Significantly, the aforementioned considerations allow us to infer that the presence of accompanying minerals is the consequence of the geological environment and alteration processes of the mother rock and cannot be interpreted as voluntary addition during Palaeolithic pigment preparation (Gialanella et al., Reference Gialanella, Belli, Dalmeri, Lonardelli, Mattarelli, Montagna and Toniutti2011). All together, the mineral assemblages, the degree of crystallinity of some mineralogical phases (hematite and clay minerals), the presence of diagnostic minerals (anatase), allow the classification of the collected materials in groups and subgroups to be performed, and represent an important record for on-going researches on the provenance of Late Palaeolithic archaeological ochre (see also Hradil et al., Reference Hradil, Grygar, Hradilová and Bezdiĉka2003). In addition, new light was shed on the composition of yellow and red earths in the Eastern sector of North Italy as no gypsum was found in the studied materials as indicated by Elias et al. (Reference Elias, Chartier, Prévot, Garay and Vignaud2006). This is most probably due to the fact that the materials analysed by Elias et al. come from a paint factory and would indicate a post-treatment of the raw materials.
V. CONCLUSIONS
The application of conventional XRPD confirmed to be a valid method for a preliminary discrimination of Fe-based natural materials as typical mineral assemblages allow the potential sources for Prehistory procurement in group and sub-groups to be classified.
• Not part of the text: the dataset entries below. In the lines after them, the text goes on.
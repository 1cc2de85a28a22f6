//! Stack - One configuration file, its components and their outputs
//!
//! A stack file declares networks, peerings between them, databases and
//! applications.
//! Building a stack expands every component, checks the result against the
//! resource schemas and orders it by dependency.

use std::collections::{BTreeMap, HashSet};
use std::path::Path;

use serde::Deserialize;
use thiserror::Error;

use crate::components::application::{self, ApplicationConfig};
use crate::components::database::{self, DatabaseConfig, Placement};
use crate::components::network::{self, Network, NetworkConfig};
use crate::components::peering::{self, PeeringConfig};
use crate::components::{Environment, TopologyError};
use crate::graph::{DependencyGraph, GraphError};
use crate::providers::validate_resources;
use crate::resource::{Resource, Value};

#[derive(Debug, Error)]
pub enum ConfigError {
    #[error("Failed to read {path}: {source}")]
    Io {
        path: String,
        #[source]
        source: std::io::Error,
    },

    #[error("Invalid stack file: {0}")]
    Parse(String),

    #[error("stack name must not be empty")]
    EmptyStackName,

    #[error("duplicate {kind} name '{name}'")]
    Duplicate { kind: &'static str, name: String },

    #[error("peering '{peering}' references unknown network '{network}'")]
    UnknownNetwork { peering: String, network: String },

    #[error("stack '{stack}' has no output '{output}'")]
    UnknownOutput { stack: String, output: String },

    #[error("cannot read outputs of stack '{stack}': {message}")]
    OutputsUnavailable { stack: String, message: String },

    #[error("invalid resources:\n{}", .0.join("\n"))]
    Schema(Vec<String>),

    #[error(transparent)]
    Topology(#[from] TopologyError),

    #[error(transparent)]
    Graph(#[from] GraphError),
}

/// A configuration value that is either written literally or read from the
/// published outputs of a stack
#[derive(Debug, Clone, PartialEq, Deserialize)]
#[serde(untagged)]
pub enum InputValue {
    Literal(String),
    List(Vec<String>),
    StackOutput { stack: String, output: String },
}

/// Published outputs of other stacks
pub trait OutputSource {
    fn output(&self, stack: &str, key: &str) -> Result<Value, ConfigError>;
}

/// Source for stacks that reference no other stack
pub struct NoOutputs;

impl OutputSource for NoOutputs {
    fn output(&self, stack: &str, key: &str) -> Result<Value, ConfigError> {
        Err(ConfigError::UnknownOutput {
            stack: stack.to_string(),
            output: key.to_string(),
        })
    }
}

/// stack name -> output key -> value
impl OutputSource for BTreeMap<String, BTreeMap<String, Value>> {
    fn output(&self, stack: &str, key: &str) -> Result<Value, ConfigError> {
        self.get(stack)
            .and_then(|outputs| outputs.get(key))
            .cloned()
            .ok_or_else(|| ConfigError::UnknownOutput {
                stack: stack.to_string(),
                output: key.to_string(),
            })
    }
}

fn default_backend_type() -> String {
    "local".to_string()
}

fn default_state_path() -> String {
    ".vela".to_string()
}

/// Where the stack's state is kept
#[derive(Debug, Clone, PartialEq, Deserialize)]
#[serde(deny_unknown_fields)]
pub struct BackendSection {
    #[serde(rename = "type", default = "default_backend_type")]
    pub backend_type: String,
    #[serde(default = "default_state_path")]
    pub path: String,
}

impl Default for BackendSection {
    fn default() -> Self {
        Self {
            backend_type: default_backend_type(),
            path: default_state_path(),
        }
    }
}

#[derive(Debug, Clone, PartialEq, Deserialize)]
#[serde(deny_unknown_fields)]
pub struct StackConfig {
    pub name: String,
    pub region: String,
    pub availability_zones: Vec<String>,
    #[serde(default)]
    pub tags: BTreeMap<String, String>,
    #[serde(default)]
    pub backend: BackendSection,
    #[serde(default)]
    pub networks: Vec<NetworkConfig>,
    #[serde(default)]
    pub peerings: Vec<PeeringConfig>,
    #[serde(default)]
    pub databases: Vec<DatabaseConfig>,
    #[serde(default)]
    pub applications: Vec<ApplicationConfig>,
}

impl StackConfig {
    pub fn load(path: impl AsRef<Path>) -> Result<Self, ConfigError> {
        let path = path.as_ref();
        let content = std::fs::read_to_string(path).map_err(|e| ConfigError::Io {
            path: path.display().to_string(),
            source: e,
        })?;
        Self::parse(&content)
    }

    pub fn parse(content: &str) -> Result<Self, ConfigError> {
        toml::from_str(content).map_err(|e| ConfigError::Parse(e.to_string()))
    }

    pub fn environment(&self) -> Environment {
        Environment {
            region: self.region.clone(),
            availability_zones: self.availability_zones.clone(),
            tags: self.tags.clone(),
        }
    }

    /// Stacks whose outputs this stack reads
    pub fn referenced_stacks(&self) -> Vec<String> {
        let database_inputs = self
            .databases
            .iter()
            .flat_map(|db| [&db.vpc_id, &db.subnet_group_name]);
        let application_inputs = self.applications.iter().flat_map(ApplicationConfig::inputs);
        let mut stacks: Vec<String> = database_inputs
            .chain(application_inputs)
            .filter_map(|input| match input {
                InputValue::StackOutput { stack, .. } if stack != &self.name => Some(stack.clone()),
                _ => None,
            })
            .collect();
        stacks.sort();
        stacks.dedup();
        stacks
    }

    fn check_names(&self) -> Result<(), ConfigError> {
        if self.name.is_empty() {
            return Err(ConfigError::EmptyStackName);
        }
        unique("network", self.networks.iter().map(|n| n.name.clone()))?;
        unique("peering", self.peerings.iter().map(PeeringConfig::name))?;
        unique("database", self.databases.iter().map(|d| d.instance_name.clone()))?;
        unique("application", self.applications.iter().map(|a| a.name.clone()))?;
        Ok(())
    }
}

fn unique(kind: &'static str, names: impl Iterator<Item = String>) -> Result<(), ConfigError> {
    let mut seen = HashSet::new();
    for name in names {
        if !seen.insert(name.clone()) {
            return Err(ConfigError::Duplicate { kind, name });
        }
    }
    Ok(())
}

/// Expanded stack: resources in dependency order plus unresolved outputs
#[derive(Debug, Clone)]
pub struct Stack {
    pub name: String,
    pub resources: Vec<Resource>,
    /// `{component}.{key}` -> value, usually a reference into `resources`
    pub outputs: BTreeMap<String, Value>,
}

/// Expand every component declared by `config`
pub fn build(config: &StackConfig, sources: &dyn OutputSource) -> Result<Stack, ConfigError> {
    config.check_names()?;
    let env = config.environment();

    let mut resources = Vec::new();
    let mut outputs = BTreeMap::new();
    let mut networks: Vec<Network> = Vec::with_capacity(config.networks.len());

    for network_config in &config.networks {
        let network = network::build(network_config, &env)?;
        for (key, value) in network.outputs() {
            outputs.insert(format!("{}.{}", network.name(), key), value);
        }
        resources.extend(network.resources().iter().cloned());
        networks.push(network);
    }

    for peering_config in &config.peerings {
        let name = peering_config.name();
        let find = |network: &str| {
            networks
                .iter()
                .find(|n| n.name() == network)
                .ok_or_else(|| ConfigError::UnknownNetwork {
                    peering: name.clone(),
                    network: network.to_string(),
                })
        };
        let source = find(&peering_config.source)?;
        let destination = find(&peering_config.destination)?;
        let peering = peering::connect(&name, source, destination, &env)?;
        outputs.insert(format!("{}.peering_connection_id", name), peering.id());
        resources.extend(peering.into_resources());
    }

    for db_config in &config.databases {
        let placement = Placement {
            vpc_id: resolve_input(&db_config.vpc_id, config, &outputs, sources)?,
            subnet_group_name: resolve_input(
                &db_config.subnet_group_name,
                config,
                &outputs,
                sources,
            )?,
        };
        let db = database::build(db_config, &placement, &env)?;
        for (key, value) in db.outputs() {
            outputs.insert(format!("{}.{}", db.name(), key), value);
        }
        resources.extend(db.into_resources());
    }

    for app_config in &config.applications {
        let resolve = |input: &InputValue| resolve_input(input, config, &outputs, sources);
        let placement = application::Placement {
            vpc_id: resolve(&app_config.vpc_id)?,
            public_subnet_ids: resolve(&app_config.public_subnet_ids)?,
            private_subnet_ids: resolve(&app_config.private_subnet_ids)?,
        };
        let app = application::build(app_config, &placement, &env)?;
        for (key, value) in app.outputs() {
            outputs.insert(format!("{}.{}", app.name(), key), value);
        }
        resources.extend(app.into_resources());
    }

    if let Err(errors) = validate_resources(&resources) {
        return Err(ConfigError::Schema(
            errors
                .into_iter()
                .map(|(id, e)| format!("  {}: {}", id, e))
                .collect(),
        ));
    }

    let resources = DependencyGraph::new(&resources)?.topological_order()?;
    log::debug!("stack {}: {} resources", config.name, resources.len());

    Ok(Stack {
        name: config.name.clone(),
        resources,
        outputs,
    })
}

fn resolve_input(
    input: &InputValue,
    config: &StackConfig,
    local: &BTreeMap<String, Value>,
    sources: &dyn OutputSource,
) -> Result<Value, ConfigError> {
    match input {
        InputValue::Literal(s) => Ok(Value::string(s.as_str())),
        InputValue::List(items) => Ok(Value::List(
            items.iter().map(|s| Value::string(s.as_str())).collect(),
        )),
        InputValue::StackOutput { stack, output } if stack == &config.name => local
            .get(output)
            .cloned()
            .ok_or_else(|| ConfigError::UnknownOutput {
                stack: stack.clone(),
                output: output.clone(),
            }),
        InputValue::StackOutput { stack, output } => sources.output(stack, output),
    }
}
This is synthetically reported in Tables II and III. In addition, the goethite–hematite accompanying minerals address the geological provenance: for example, strong evidence is given for the red and yellow earths associated with basalts, where anatase and clay minerals (kaolinite and montmorillonite), as principal and/or subordinate compounds, can be considered marker-minerals in the studied area or the mineralogical association of Eocene and Mesozoic carbonate formations which is very distinctive. The degree of crystallinity of hematite is a further evidence of provenance (i.e. samples from Mesozoic carbonates and Eocene volcanic rocks). These features have great implications for provenance studies allowing the provenance area to be narrowed down. Work can be anticipated towards the complete mineralogical analysis of archaeological ochre and to establish possible correlations by further comparison with the studied raw materials. Finally, the results here obtained on the samples selected as possible material sources during the Late Palaeolithic in the Lessini Mountains (NE Italy) will be soon integrated with XRD of ochre samples also with quantitative determination of mineral phases for selected groups of geological and archaeological samples. Finally, geochemical analysis of major and trace elements on both pristine geological and archaeological samples will be developed.
ACKNOWLEDGEMENTS
We express our gratitude to Professor Norberto Masciocchi of the University of Insubria (Como, Italy) for his great support in the access to the facilities of the Department of Chemistry and for the fruitful discussion on many aspects related with the interpretation of XRD data. Particular thanks go to Dr. Federica Fontana and Dr. Marco Peresani of the University of Ferrara (Italy), Department of Humanities, Dr. Federica Gonzato of the Archaeological Office in Verona (Soprintendenza Archeologica) for their support and interest. Finally, many thanks go to Dr. Leonardo Latella of the Museum of Natural History of Verona for his great help in collecting samples from the Colombare palaeokarst cave. We are also grateful to the two anonymous reviewers who contributed with their suggestions to improve the quality of the manuscript.